> Problem requirements: For every line in the records that has the word "crates", make a copy.

..........

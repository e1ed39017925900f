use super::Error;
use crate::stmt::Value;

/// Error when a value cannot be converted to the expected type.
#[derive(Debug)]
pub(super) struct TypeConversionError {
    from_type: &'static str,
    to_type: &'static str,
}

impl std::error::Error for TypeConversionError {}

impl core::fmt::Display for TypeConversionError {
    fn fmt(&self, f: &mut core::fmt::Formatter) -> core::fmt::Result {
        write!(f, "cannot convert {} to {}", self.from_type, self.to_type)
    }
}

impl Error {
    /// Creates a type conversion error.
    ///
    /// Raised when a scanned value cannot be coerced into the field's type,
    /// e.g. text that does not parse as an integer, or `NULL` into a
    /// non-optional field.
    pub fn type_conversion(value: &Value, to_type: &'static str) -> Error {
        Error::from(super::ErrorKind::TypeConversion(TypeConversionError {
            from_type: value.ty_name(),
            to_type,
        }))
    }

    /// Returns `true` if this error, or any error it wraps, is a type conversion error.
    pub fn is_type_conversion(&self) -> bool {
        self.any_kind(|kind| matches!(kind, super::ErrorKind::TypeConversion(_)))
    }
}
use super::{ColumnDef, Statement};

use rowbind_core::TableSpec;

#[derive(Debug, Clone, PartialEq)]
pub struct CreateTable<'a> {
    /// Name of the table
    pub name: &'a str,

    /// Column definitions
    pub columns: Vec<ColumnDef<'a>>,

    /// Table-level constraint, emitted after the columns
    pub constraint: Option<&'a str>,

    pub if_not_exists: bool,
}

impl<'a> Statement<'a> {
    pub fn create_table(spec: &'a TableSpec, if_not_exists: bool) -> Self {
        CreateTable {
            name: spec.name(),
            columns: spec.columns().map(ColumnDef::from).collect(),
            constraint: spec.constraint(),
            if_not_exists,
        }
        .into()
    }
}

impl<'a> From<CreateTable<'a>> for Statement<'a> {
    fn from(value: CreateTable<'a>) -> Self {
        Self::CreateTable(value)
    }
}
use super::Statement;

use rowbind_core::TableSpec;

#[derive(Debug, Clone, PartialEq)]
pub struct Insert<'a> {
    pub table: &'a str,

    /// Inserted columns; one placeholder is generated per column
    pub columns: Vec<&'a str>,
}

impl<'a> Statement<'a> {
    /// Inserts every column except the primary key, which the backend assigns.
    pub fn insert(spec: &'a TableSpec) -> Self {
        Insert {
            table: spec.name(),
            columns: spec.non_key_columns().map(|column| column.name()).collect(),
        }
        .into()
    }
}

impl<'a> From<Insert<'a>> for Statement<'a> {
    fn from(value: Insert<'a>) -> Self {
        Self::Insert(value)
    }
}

..........

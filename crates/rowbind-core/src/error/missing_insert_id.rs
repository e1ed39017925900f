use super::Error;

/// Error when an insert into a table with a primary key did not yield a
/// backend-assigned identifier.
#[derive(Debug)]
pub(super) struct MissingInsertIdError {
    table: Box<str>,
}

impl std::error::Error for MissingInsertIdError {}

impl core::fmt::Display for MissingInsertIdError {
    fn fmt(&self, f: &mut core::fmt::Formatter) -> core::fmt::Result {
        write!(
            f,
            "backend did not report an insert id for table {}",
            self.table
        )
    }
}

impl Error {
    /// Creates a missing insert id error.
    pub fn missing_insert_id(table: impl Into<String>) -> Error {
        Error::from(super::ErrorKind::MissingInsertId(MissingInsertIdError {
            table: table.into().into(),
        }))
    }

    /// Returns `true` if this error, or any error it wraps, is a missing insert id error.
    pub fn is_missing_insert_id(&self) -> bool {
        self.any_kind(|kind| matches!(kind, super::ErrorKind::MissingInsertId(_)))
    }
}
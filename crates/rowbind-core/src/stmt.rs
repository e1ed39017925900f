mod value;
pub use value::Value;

..........

> Your response:
filename crates/rowbind-core/src/error/missing_insert_id.rs
filename crates/rowbind-core/src/stmt.rs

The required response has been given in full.